Completion of workups, such as basic labs and imaging before consultation, resulted in the patient spending less time in the ED. Some key findings:
• Average consultant-to-decision time was 2.5 hours for patients with complete workups vs. 4.9 hours for those with incomplete workups.
• Patients with complete workups stayed in the ED an average of 7.9 hours vs. an average of 11.4 hours for patients with incomplete workups.
To ED leaders, it may seem counterintuitive that waiting on the workup to be completed before calling consulting services results in the patient spending less time in the ED. “Timing of consults can affect the efficiency of the surgery teams finalizing their plan and disposition,” Snyder explains.
The researchers suggested emergency care providers invest the time to securing a complete basic workup before consulting other services. “This leads to more efficient patient disposition,” Snyder says.
Even if specialty tests still need to be ordered, it often is helpful for the baseline studies to be finished for reference. “Having this performed prior to consult ultimately results in the patient spending less time in the emergency room,” Snyder concludes.
Emergency physicians (EPs) also must consider the fact undue delays in obtaining surgical consults pose multiple patient safety and legal risks, according to Robert W. Derlet, MD, a professor emeritus of emergency medicine at the University of California, Davis. In some cases, the EP knows a patient must be taken to the OR immediately to prevent a complication or even death. However, the surgeon asks the EP to obtain a CT scan first, then call back. Sometimes, the CT scanner is backed up, and the EP realizes it could take hours to secure a CT scan and ask a radiologist to read it. “A serious diagnosis (or suspected diagnosis) has a ‘golden hour’ in order to save the patient,” Derlet warns.
Ruptured appendix; mesenteric occlusion; serious internal bleeding; ruptured spleen; and perforation of the stomach, duodenum, bowel, or esophagus are examples of cases in which EPs can make a bedside diagnosis before lab, CT scans, or MRIs are completed. “Hospitals have set up trauma teams to take a patient immediately to the OR, but not for non-trauma emergency surgery,” Derlet notes.

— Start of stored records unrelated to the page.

//! OAuth callback payloads
//!
//! The authorization flow itself happens elsewhere. What reaches the core is
//! the already-verified profile and credentials, one variant per provider.

use serde::Deserialize;
use serde_json::Value as JsonValue;

use super::account::{non_blank, Credentials, Provider};
use super::result::{Error, Result};

/// Verified Twitter identity
#[derive(Debug, Clone)]
pub struct TwitterCallback {
    pub external_id: String,
    pub nickname: String,
    pub name: Option<String>,
    pub description: Option<String>,
    pub image_url: Option<String>,
    pub token: String,
    pub secret: String,
}

/// Verified Google identity
#[derive(Debug, Clone)]
pub struct GoogleCallback {
    pub external_id: String,
    pub email: String,
    pub token: String,
}

#[derive(Debug, Clone)]
pub enum OAuthCallback {
    Twitter(TwitterCallback),
    Google(GoogleCallback),
}

/// Omniauth-style payload: `{ uid, info: {..}, credentials: {..} }`
#[derive(Debug, Deserialize)]
struct RawPayload {
    #[serde(default, deserialize_with = "string_or_number")]
    uid: Option<String>,
    #[serde(default)]
    info: RawInfo,
    #[serde(default)]
    credentials: RawCredentials,
}

#[derive(Debug, Default, Deserialize)]
struct RawInfo {
    nickname: Option<String>,
    name: Option<String>,
    description: Option<String>,
    image: Option<String>,
    email: Option<String>,
}

#[derive(Debug, Default, Deserialize)]
struct RawCredentials {
    token: Option<String>,
    secret: Option<String>,
}

fn string_or_number<'de, D>(deserializer: D) -> std::result::Result<Option<String>, D::Error>
where
    D: serde::Deserializer<'de>,
{
    let value = Option::<JsonValue>::deserialize(deserializer)?;
    Ok(match value {
        Some(JsonValue::String(s)) => Some(s),
        Some(JsonValue::Number(n)) => Some(n.to_string()),
        _ => None,
    })
}

fn required(value: Option<String>, what: &str, provider: Provider) -> Result<String> {
    non_blank(value)
        .map(|v| v.trim().to_string())
        .ok_or_else(|| Error::invalid_callback(format!("{} callback is missing {}", provider, what)))
}

impl OAuthCallback {
    /// Validate an untyped callback payload at the boundary
    pub fn from_payload(provider: Provider, payload: &JsonValue) -> Result<Self> {
        let raw: RawPayload = serde_json::from_value(payload.clone())
            .map_err(|e| Error::invalid_callback(format!("malformed payload: {}", e)))?;

        let external_id = required(raw.uid, "uid", provider)?;
        let token = required(raw.credentials.token, "credentials.token", provider)?;

        match provider {
            Provider::Twitter => Ok(OAuthCallback::Twitter(TwitterCallback {
                external_id,
                nickname: required(raw.info.nickname, "info.nickname", provider)?,
                name: non_blank(raw.info.name),
                description: non_blank(raw.info.description),
                image_url: non_blank(raw.info.image),
                token,
                secret: required(raw.credentials.secret, "credentials.secret", provider)?,
            })),
            Provider::Google => Ok(OAuthCallback::Google(GoogleCallback {
                external_id,
                email: required(raw.info.email, "info.email", provider)?,
                token,
            })),
        }
    }

    pub fn provider(&self) -> Provider {
        match self {
            OAuthCallback::Twitter(_) => Provider::Twitter,
            OAuthCallback::Google(_) => Provider::Google,
        }
    }

    /// The provider's unique id for this identity; blank if missing
    pub fn external_id(&self) -> &str {
        match self {
            OAuthCallback::Twitter(cb) => cb.external_id.trim(),
            OAuthCallback::Google(cb) => cb.external_id.trim(),
        }
    }

    pub fn credentials(&self) -> Credentials {
        match self {
            OAuthCallback::Twitter(cb) => Credentials::new(cb.token.clone(), Some(cb.secret.clone())),
            OAuthCallback::Google(cb) => Credentials::new(cb.token.clone(), None),
        }
    }
}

As for the ideal timing for a surgical consult, it depends on how serious and how emergent the problem is. The EP is the one who should determine that, according to Derlet.
Derlet says EPs should document the time the surgeon was called, the time the surgeon called back, what the EP told the surgeon, and the surgeon’s response. This information might be missing from ED charts, in Derlet’s experience. Good documentation can help the EP’s defense if the surgeon later claims the EP did not convey key facts about the patient’s true condition.
For example, an EP might document: “I told Dr. X to come in immediately because the blood pressure was dropping. The patient was cold and clammy. Dr. X advises to get a CT scan, then call back.”
If the EP tells the surgeon to come see the patient as soon as possible, Derlet says the surgeon should be at bedside within a time frame established by the hospital policy, or face a disciplinary hearing at the hospital’s medical staff executive committee.
“Time is life, and a few surgeons may stall on going to the ED, or it takes a long time to contact them, placing the hospital at risk for a lawsuit,” Derlet says.
REFERENCE
1. Snyder KB, Ball J, Lees J, et al. Anecdotes drive attitudes, data drives decisions: Optimizing the emergency department workup prior to surgical consultations. J Surg Educ 2023; Jun 24: S1931-7204(23)00201-5. doi: 10.1016/j.jsurg.2023.05.025. [Online ahead of print].
Researchers reported completion of workups, such as basic labs and imaging before consultation, resulted in patients spending less time in the ED. Average consultant-to-decision time was 2.5 hours for patients with complete workups vs. 4.9 hours for those with incomplete workups.